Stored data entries
Start of Block

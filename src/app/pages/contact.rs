use dioxus::prelude::*;

use crate::app::components::{ContactForm, EditableText};
use crate::shared::hooks::use_content;

#[component]
pub fn Contact() -> Element {
    let content = use_content();
    let contact = content.snapshot().contact;

    rsx! {
        section { class: "c-section c-contact",
            h1 { class: "c-section__title",
                EditableText { content_key: "contact.title", default_value: "Let's build something together" }
            }
            p { class: "c-section__lead",
                EditableText {
                    content_key: "contact.subtitle",
                    default_value: "Tell us about your project and we'll get back to you within one business day.",
                    multiline: true,
                }
            }

            div { class: "c-contact__grid",
                ContactForm {}

                aside { class: "c-contact__info",
                    h3 { "Visit us" }
                    p { "{contact.address}" }

                    if !contact.phone.is_empty() {
                        h3 { "Call" }
                        for phone in contact.phone.iter() {
                            p { a { href: "tel:{phone}", "{phone}" } }
                        }
                    }

                    if !contact.email.is_empty() {
                        h3 { "Email" }
                        for email in contact.email.iter() {
                            p { a { href: "mailto:{email}", "{email}" } }
                        }
                    }

                    if !contact.business_hours.is_empty() {
                        h3 { "Business hours" }
                        for line in contact.business_hours.iter() {
                            p { "{line}" }
                        }
                    }

                    if !contact.social_links.is_empty() {
                        div { class: "c-contact__social",
                            for (network, url) in contact.social_links.iter() {
                                a { href: "{url}", target: "_blank", "{network}" }
                            }
                        }
                    }
                }
            }
        }
    }
}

End of Block

> **Problem to solve**: Across the entries, each line containing the word "iter" is to be counted once; the total alone is to be given.

> **Output for this exercise**: 4